Au-delà de ces chiffres, la table ronde met en lumière l’enjeu central de la reconnaissance des compétences et du travail. Pour l’Ugict-Cgt, la stagnation des salaires n’est pas une fatalité, mais un choix politique. Caroline Blanchot insiste : « Il y a bien une méthodique volonté de déqualifier les professions intermédiaires et techniciennes. »
La reconnaissance des diplômes : un enjeu social, politique et démocratique
Sur ce sujet, la secrétaire générale de l’Ugict-Cgt réaffirme les revendications et repères syndicaux : « La Cgt continue de dire que le salaire paie la force de travail et doit garantir le minimum d’existence. Il doit être lié au niveau de qualification et par emploi. » Dans un monde du travail en mutation, la question n’est pas seulement économique, mais aussi politique, sociale et démocratique, comme le note un auditeur depuis la salle. Elle est reconnue comme fondamentale par l’Ugict-Cgt : la reconnaissance de la valeur des diplômes est un bien commun, un patrimoine dont il faut s’emparer.

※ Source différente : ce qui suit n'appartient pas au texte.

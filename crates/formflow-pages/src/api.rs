//! HTTP client for the form service
//!
//! Two endpoints:
//! - `GET {base}/get-form?rollNumber=...` returns `{ message, form }`
//! - `POST {base}/create-user` with `{ rollNumber, name }` registers a user
//!
//! Failures are returned as [`ApiError`] values; the form engine never sees
//! them.

use crate::auth::{AuthError, Session, User};
use formflow_forms::{FormDefinition, SchemaError};
use reqwest::{Client, Response};
use serde::Deserialize;
use std::time::Duration;

#[derive(Debug, thiserror::Error)]
pub enum ApiError {
	#[error("API request failed: {0}")]
	Request(#[from] reqwest::Error),

	#[error("API error ({status}): {message}")]
	Status { status: u16, message: String },

	#[error("Invalid form structure received from API: {0}")]
	Schema(#[from] SchemaError),

	#[error(transparent)]
	Auth(#[from] AuthError),
}

/// Body of a successful registration.
#[derive(Debug, Clone, Default, PartialEq, Eq, Deserialize)]
pub struct CreateUserResponse {
	#[serde(default)]
	pub message: Option<String>,
}

#[derive(Deserialize)]
struct ErrorBody {
	message: String,
}

#[derive(Debug, Clone)]
pub struct FormApiClient {
	base_url: String,
	client: Client,
}

impl FormApiClient {
	/// Create a client for `base_url` with a per-request timeout.
	pub fn new(base_url: impl Into<String>, timeout: Duration) -> Result<Self, ApiError> {
		let client = Client::builder().timeout(timeout).build()?;
		Ok(Self::with_client(base_url, client))
	}

	/// Create a client around an existing `reqwest::Client`.
	pub fn with_client(base_url: impl Into<String>, client: Client) -> Self {
		let base_url = base_url.into().trim_end_matches('/').to_string();
		Self { base_url, client }
	}

	pub fn base_url(&self) -> &str {
		&self.base_url
	}

	fn url(&self, path: &str) -> String {
		format!("{}{}", self.base_url, path)
	}

	/// Fetch the form assigned to the session's user.
	///
	/// The response is parsed and structurally checked before it is returned.
	pub async fn fetch_form(&self, session: &Session) -> Result<FormDefinition, ApiError> {
		self.fetch_form_for(session.roll_number()).await
	}

	async fn fetch_form_for(&self, roll_number: &str) -> Result<FormDefinition, ApiError> {
		tracing::debug!(roll_number, "Fetching form structure");

		let response = self
			.client
			.get(self.url("/get-form"))
			.query(&[("rollNumber", roll_number)])
			.send()
			.await?;
		let body = Self::check_status(response).await?.text().await?;

		let definition = FormDefinition::from_json(&body)?;
		tracing::debug!(
			form_id = %definition.form_id,
			sections = definition.total_sections(),
			"Fetched form structure"
		);
		Ok(definition)
	}

	/// Register a user with the form service.
	pub async fn create_user(&self, user: &User) -> Result<CreateUserResponse, ApiError> {
		user.validate()?;
		tracing::debug!(roll_number = %user.roll_number, "Creating user");

		let response = self
			.client
			.post(self.url("/create-user"))
			.json(user)
			.send()
			.await?;
		let body = Self::check_status(response).await?.text().await?;

		match serde_json::from_str(&body) {
			Ok(created) => Ok(created),
			Err(e) => {
				tracing::debug!(
					error = %e,
					body_len = body.len(),
					"Unparseable createUser response, treating as empty"
				);
				Ok(CreateUserResponse::default())
			}
		}
	}

	/// Register the user, falling back to a form fetch for existing users.
	///
	/// The session is granted when either call succeeds. If both fail the
	/// registration error is returned.
	pub async fn sign_in(&self, user: User) -> Result<Session, ApiError> {
		user.validate()?;

		match self.create_user(&user).await {
			Ok(_) => {}
			Err(create_error) => {
				tracing::warn!(
					error = %create_error,
					"createUser failed, attempting form fetch as fallback"
				);
				if let Err(fetch_error) = self.fetch_form_for(&user.roll_number).await {
					tracing::error!(
						create_error = %create_error,
						fetch_error = %fetch_error,
						"Both user creation and form fetch failed"
					);
					return Err(create_error);
				}
			}
		}

		Ok(Session::login(user)?)
	}

	async fn check_status(response: Response) -> Result<Response, ApiError> {
		let status = response.status();
		if status.is_success() {
			return Ok(response);
		}

		let body = response
			.text()
			.await
			.unwrap_or_else(|_| "Unknown error".to_string());
		let message = match serde_json::from_str::<ErrorBody>(&body) {
			Ok(error) => error.message,
			Err(_) if body.trim().is_empty() => status
				.canonical_reason()
				.unwrap_or("Unknown error")
				.to_string(),
			Err(_) => body,
		};

		tracing::error!(status = status.as_u16(), %message, "API call error");
		Err(ApiError::Status {
			status: status.as_u16(),
			message,
		})
	}
}
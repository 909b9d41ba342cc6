//! `ferry status`

use crate::Context;
use crate::config::FerryConfig;
use crate::runs::{APPLY_REPORT, ROLLBACK_REPORT, RunStore};
use crate::ui;
use anyhow::{Context as _, Result};
use applykit::{ApplyReport, JournalSnapshot, RecordStatus};
use colored::Colorize;
use std::path::Path;

pub fn run(ctx: &Context, target: Option<&str>) -> Result<()> {
    let config = FerryConfig::load()?;
    let store = RunStore::new(config.runs_dir()?);

    match target {
        Some(run) => show_run(ctx, &store.resolve(run)?),
        None => list_runs(&store),
    }
}

fn list_runs(store: &RunStore) -> Result<()> {
    let runs = store.list()?;
    ui::header("Runs");
    ui::dim(&store.root().display().to_string());

    if runs.is_empty() {
        println!();
        ui::info("No runs yet");
        return Ok(());
    }

    println!();
    for run in &runs {
        let status = run
            .status
            .map_or_else(|| "no report".dimmed(), ui::run_status);
        println!("  {:<36} {:>5} records  {}", run.run_id, run.records, status);
    }
    Ok(())
}

fn show_run(ctx: &Context, run_dir: &Path) -> Result<()> {
    let snapshot = JournalSnapshot::load_run(run_dir)
        .with_context(|| format!("Could not read journal in {}", run_dir.display()))?;

    let run_id = snapshot
        .records()
        .first()
        .map_or_else(|| dir_name(run_dir), |r| r.run_id.clone());
    ui::header(&format!("Run {run_id}"));
    ui::kv("Directory", &run_dir.display().to_string());

    ui::section("Journal");
    ui::kv("Records", &snapshot.len().to_string());
    for (status, count) in snapshot.counts() {
        ui::kv(status, &count.to_string());
    }
    ui::kv("Resumable", &snapshot.resume_cursor().len().to_string());

    let report_path = run_dir.join(APPLY_REPORT);
    if report_path.exists() {
        let report = ApplyReport::load(&report_path)
            .with_context(|| format!("Invalid report {}", report_path.display()))?;
        ui::section("Last apply");
        ui::kv("Status", &ui::run_status(report.status).to_string());
        ui::kv("Source", &report.source_id);
        let elapsed = (report.finished_at - report.started_at).num_milliseconds();
        ui::kv(
            "Duration",
            &ui::format_millis(u64::try_from(elapsed).unwrap_or_default()),
        );
        if !report.manual_follow_up.is_empty() {
            ui::kv("Follow-up", &report.manual_follow_up.len().to_string());
        }
    }

    if run_dir.join(ROLLBACK_REPORT).exists() {
        ui::section("Rollback");
        ui::dim(&run_dir.join(ROLLBACK_REPORT).display().to_string());
    }

    if ctx.verbose > 0 {
        ui::section("Records");
        for record in snapshot.records() {
            let glyph = match record.status {
                RecordStatus::Done => "✓".green(),
                RecordStatus::Failed => "✗".red(),
                RecordStatus::RolledBack => "↺".blue(),
            };
            println!(
                "  {glyph} {} {}",
                record.action_id,
                record.timestamp.to_rfc3339().dimmed()
            );
        }
    }
    Ok(())
}

fn dir_name(path: &Path) -> String {
    path.file_name()
        .map(|n| n.to_string_lossy().into_owned())
        .unwrap_or_default()
}
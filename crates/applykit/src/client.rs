//! Platform client seam
//!
//! The engine never talks to a forge directly. Everything that has side
//! effects goes through [`PlatformClient`]; [`HandlerRegistry`] builds one
//! out of per-action-type handlers.

use crate::error::ActionError;
use crate::journal::ExecutedActionRecord;
use actionplan::{Action, ActionType, Catalog};
use serde::{Deserialize, Serialize};
use serde_json::Value;
use std::collections::{BTreeMap, HashMap};

/// What a successful `execute` returns
#[derive(Debug, Clone, Default, PartialEq, Serialize, Deserialize)]
pub struct ActionOutput {
    /// Values later actions or humans may need (created ids, URLs)
    #[serde(default)]
    pub outputs: BTreeMap<String, Value>,
    /// Opaque data handed back to `rollback`
    #[serde(default)]
    pub rollback_data: Value,
}

impl ActionOutput {
    pub fn with_output(mut self, key: &str, value: impl Into<Value>) -> Self {
        self.outputs.insert(key.to_string(), value.into());
        self
    }

    pub fn with_rollback_data(mut self, data: Value) -> Self {
        self.rollback_data = data;
        self
    }
}

/// How a compensating call ended
#[derive(Debug, Clone, Copy, PartialEq, Eq, Serialize, Deserialize)]
#[serde(rename_all = "snake_case")]
pub enum RollbackOutcome {
    Removed,
    /// The resource was already gone; counts as success
    AlreadyAbsent,
}

/// The external collaborator that performs actions on the target platform.
///
/// Implementations are shared across worker threads.
pub trait PlatformClient: Send + Sync {
    /// Perform one action
    fn execute(&self, action: &Action) -> Result<ActionOutput, ActionError>;

    /// Undo a previously executed action
    fn rollback(&self, record: &ExecutedActionRecord) -> Result<RollbackOutcome, ActionError>;
}

/// Execute/rollback pair for one action type
pub trait ActionHandler: Send + Sync {
    /// Extra checks beyond the catalog's required parameters
    fn validate(&self, _action: &Action) -> Result<(), ActionError> {
        Ok(())
    }

    fn execute(&self, action: &Action) -> Result<ActionOutput, ActionError>;

    fn rollback(&self, record: &ExecutedActionRecord) -> Result<RollbackOutcome, ActionError> {
        Err(ActionError::Unsupported {
            action_type: record.action_type.to_string(),
        })
    }
}

/// Client assembled from handlers keyed by action type.
///
/// Types without a handler fail with [`ActionError::Unsupported`], which is
/// never retried.
#[derive(Default)]
pub struct HandlerRegistry {
    handlers: HashMap<ActionType, Box<dyn ActionHandler>>,
}

impl HandlerRegistry {
    pub fn new() -> Self {
        Self::default()
    }

    /// Register a handler, replacing any previous one for the type
    pub fn register(&mut self, action_type: ActionType, handler: Box<dyn ActionHandler>) {
        self.handlers.insert(action_type, handler);
    }

    pub fn with(mut self, action_type: ActionType, handler: impl ActionHandler + 'static) -> Self {
        self.register(action_type, Box::new(handler));
        self
    }

    pub fn handles(&self, action_type: ActionType) -> bool {
        self.handlers.contains_key(&action_type)
    }

    /// Catalog types with no registered handler
    pub fn missing(&self) -> Vec<ActionType> {
        ActionType::ALL
            .into_iter()
            .filter(|t| !self.handles(*t))
            .collect()
    }

    fn handler(&self, action_type: ActionType) -> Result<&dyn ActionHandler, ActionError> {
        self.handlers
            .get(&action_type)
            .map(AsRef::as_ref)
            .ok_or_else(|| ActionError::Unsupported {
                action_type: action_type.to_string(),
            })
    }
}

impl PlatformClient for HandlerRegistry {
    fn execute(&self, action: &Action) -> Result<ActionOutput, ActionError> {
        let handler = self.handler(action.action_type)?;
        Catalog::validate(action).map_err(|e| ActionError::rejected(e.to_string()))?;
        handler.validate(action)?;
        handler.execute(action)
    }

    fn rollback(&self, record: &ExecutedActionRecord) -> Result<RollbackOutcome, ActionError> {
        self.handler(record.action_type)?.rollback(record)
    }
}

impl std::fmt::Debug for HandlerRegistry {
    fn fmt(&self, f: &mut std::fmt::Formatter<'_>) -> std::fmt::Result {
        let mut types: Vec<&str> = self.handlers.keys().map(|t| t.as_str()).collect();
        types.sort_unstable();
        f.debug_struct("HandlerRegistry")
            .field("handlers", &types)
            .finish()
    }
}
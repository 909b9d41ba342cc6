//! Deterministic idempotency keys
//!
//! A key is a pure function of compiler input, so recompiling an unchanged
//! source document reproduces the same key set. The apply engine relies on
//! that to recognize work that an earlier run already finished.

use crate::catalog::ActionType;
use serde_json::{Map, Value};
use std::collections::BTreeMap;

/// Hex characters kept from the BLAKE3 digest
const KEY_LEN: usize = 32;

/// Canonical JSON of a parameter map.
///
/// `BTreeMap` and `serde_json::Map` both serialize with sorted keys, so equal
/// parameter sets always produce identical bytes.
pub fn canonical_json(parameters: &BTreeMap<String, Value>) -> String {
    let object: Map<String, Value> = parameters
        .iter()
        .map(|(k, v)| (k.clone(), v.clone()))
        .collect();
    Value::Object(object).to_string()
}

/// Fingerprint of an action's parameters
pub fn parameter_fingerprint(parameters: &BTreeMap<String, Value>) -> String {
    blake3::hash(canonical_json(parameters).as_bytes())
        .to_hex()
        .to_string()
}

/// Key for one action: hash of source, type, entity and parameter fingerprint
pub fn idempotency_key(
    source_id: &str,
    action_type: ActionType,
    stable_entity_id: &str,
    fingerprint: &str,
) -> String {
    let mut hasher = blake3::Hasher::new();
    for part in [source_id, action_type.as_str(), stable_entity_id, fingerprint] {
        hasher.update(part.as_bytes());
        hasher.update(b"\0");
    }
    hasher.finalize().to_hex()[..KEY_LEN].to_string()
}

#[cfg(test)]
mod tests {
    use super::*;
    use serde_json::json;

    fn params(value: Value) -> BTreeMap<String, Value> {
        serde_json::from_value(value).unwrap()
    }

    #[test]
    fn test_key_is_stable() {
        let fp = parameter_fingerprint(&params(json!({"title": "Bug"})));
        let a = idempotency_key("src", ActionType::CreateIssue, "1", &fp);
        let b = idempotency_key("src", ActionType::CreateIssue, "1", &fp);
        assert_eq!(a, b);
        assert_eq!(a.len(), KEY_LEN);
    }

    #[test]
    fn test_key_changes_with_each_input() {
        let fp = parameter_fingerprint(&params(json!({"title": "Bug"})));
        let base = idempotency_key("src", ActionType::CreateIssue, "1", &fp);
        assert_ne!(base, idempotency_key("other", ActionType::CreateIssue, "1", &fp));
        assert_ne!(base, idempotency_key("src", ActionType::CreatePullRequest, "1", &fp));
        assert_ne!(base, idempotency_key("src", ActionType::CreateIssue, "2", &fp));

        let fp2 = parameter_fingerprint(&params(json!({"title": "Bug!"})));
        assert_ne!(base, idempotency_key("src", ActionType::CreateIssue, "1", &fp2));
    }

    #[test]
    fn test_fingerprint_ignores_key_order() {
        let a: Value = serde_json::from_str(r#"{"b": 1, "a": {"y": 2, "x": 1}}"#).unwrap();
        let b: Value = serde_json::from_str(r#"{"a": {"x": 1, "y": 2}, "b": 1}"#).unwrap();
        assert_eq!(
            parameter_fingerprint(&params(a)),
            parameter_fingerprint(&params(b))
        );
    }

    #[test]
    fn test_canonical_json_is_sorted_and_never_empty() {
        assert_eq!(canonical_json(&BTreeMap::new()), "{}");
        let json = canonical_json(&params(json!({"title": "Bug", "labels": {"z": 1, "a": null}})));
        assert_eq!(json, r#"{"labels":{"a":null,"z":1},"title":"Bug"}"#);
    }

    #[test]
    fn test_parts_are_delimited() {
        // "ab" + "c" must not collide with "a" + "bc"
        let a = idempotency_key("ab", ActionType::CreateIssue, "c", "");
        let b = idempotency_key("a", ActionType::CreateIssue, "bc", "");
        assert_ne!(a, b);
    }
}
//! In-memory fakes shared by the engine's tests.

use crate::client::{ActionOutput, PlatformClient, RollbackOutcome};
use crate::error::ActionError;
use crate::journal::ExecutedActionRecord;
use actionplan::{Action, ActionType, Plan};
use chrono::Utc;
use serde_json::{Value, json};
use std::collections::{HashMap, VecDeque};
use std::sync::atomic::{AtomicUsize, Ordering};
use std::sync::Mutex;
use std::thread;
use std::time::Duration;

/// Client that succeeds unless told otherwise and records what it saw
#[derive(Default)]
pub struct FakeClient {
    /// Scripted execute results per action id, consumed front to back
    scripts: Mutex<HashMap<String, VecDeque<Result<ActionOutput, ActionError>>>>,
    /// Scripted rollback results per action id
    rollbacks: Mutex<HashMap<String, Result<RollbackOutcome, ActionError>>>,
    pub executed: Mutex<Vec<String>>,
    pub rolled_back: Mutex<Vec<String>>,
    running: AtomicUsize,
    pub max_running: AtomicUsize,
    pub delay: Duration,
}

impl FakeClient {
    pub fn new() -> Self {
        Self::default()
    }

    pub fn with_delay(delay: Duration) -> Self {
        Self {
            delay,
            ..Self::default()
        }
    }

    pub fn script(&self, action_id: &str, result: Result<ActionOutput, ActionError>) {
        self.scripts
            .lock()
            .unwrap()
            .entry(action_id.to_string())
            .or_default()
            .push_back(result);
    }

    /// Make every execute of `action_id` fail with `error`
    pub fn always_fail(&self, action_id: &str, error: &ActionError) {
        for _ in 0..16 {
            self.script(action_id, Err(error.clone()));
        }
    }

    pub fn script_rollback(&self, action_id: &str, result: Result<RollbackOutcome, ActionError>) {
        self.rollbacks
            .lock()
            .unwrap()
            .insert(action_id.to_string(), result);
    }

    pub fn executed(&self) -> Vec<String> {
        self.executed.lock().unwrap().clone()
    }

    pub fn rolled_back(&self) -> Vec<String> {
        self.rolled_back.lock().unwrap().clone()
    }

    pub fn max_running(&self) -> usize {
        self.max_running.load(Ordering::SeqCst)
    }
}

impl PlatformClient for FakeClient {
    fn execute(&self, action: &Action) -> Result<ActionOutput, ActionError> {
        let now = self.running.fetch_add(1, Ordering::SeqCst) + 1;
        self.max_running.fetch_max(now, Ordering::SeqCst);
        if !self.delay.is_zero() {
            thread::sleep(self.delay);
        }
        self.executed.lock().unwrap().push(action.id.clone());

        let scripted = self
            .scripts
            .lock()
            .unwrap()
            .get_mut(&action.id)
            .and_then(VecDeque::pop_front);
        self.running.fetch_sub(1, Ordering::SeqCst);

        scripted.unwrap_or_else(|| {
            Ok(ActionOutput::default()
                .with_output("id", action.id.clone())
                .with_rollback_data(json!({"id": action.id})))
        })
    }

    fn rollback(&self, record: &ExecutedActionRecord) -> Result<RollbackOutcome, ActionError> {
        self.rolled_back
            .lock()
            .unwrap()
            .push(record.action_id.clone());
        self.rollbacks
            .lock()
            .unwrap()
            .get(&record.action_id)
            .cloned()
            .unwrap_or(Ok(RollbackOutcome::Removed))
    }
}

/// Build a catalog-valid action
pub fn action(action_type: ActionType, entity: &str, deps: &[&str]) -> Action {
    let parameters: Value = match action_type {
        ActionType::CreateRepository => json!({"name": entity, "visibility": "private"}),
        ActionType::PushContent => json!({"clone_url": "https://x/y.git", "default_branch": "main"}),
        ActionType::CreateLabel => json!({"name": entity, "color": "ededed"}),
        ActionType::CreateIssue => json!({"title": entity}),
        ActionType::SetSecret => json!({"name": entity, "value": null}),
        _ => json!({"name": entity}),
    };
    let user_input_fields = if action_type == ActionType::SetSecret {
        vec!["value".to_string()]
    } else {
        Vec::new()
    };
    Action {
        id: format!("{action_type}:{entity}"),
        action_type,
        idempotency_key: format!("key-{action_type}-{entity}"),
        description: format!("{action_type} {entity}"),
        phase: action_type.phase(),
        dependencies: deps.iter().map(ToString::to_string).collect(),
        parameters: serde_json::from_value(parameters).unwrap(),
        requires_user_input: !user_input_fields.is_empty(),
        user_input_fields,
        reversible: action_type.is_reversible(),
    }
}

pub fn plan(actions: Vec<Action>) -> Plan {
    Plan::from_actions("test:source", "run-test", Utc::now(), actions).unwrap()
}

Ce qui est en jeu, c’est la réalité et la vivacité de la démocratie sociale, au sens, souligne Caroline Blanchot, où elle repose sur des « collectifs de travail stables, avec du sens pour les salariés comme lieu d’exercice d’un métier ». La dilution des métiers avec des critères abstraits est un risque pour l’avenir des salariés… comme pour le patronat. Et la secrétaire générale de l’Ugict-Cgt de conclure sur une alerte : « Dire qu’on ne reconnaît pas les diplômes et les qualifications, c’est démobilisant. C’est la porte ouverte à la montée des idées d’extrême droite. »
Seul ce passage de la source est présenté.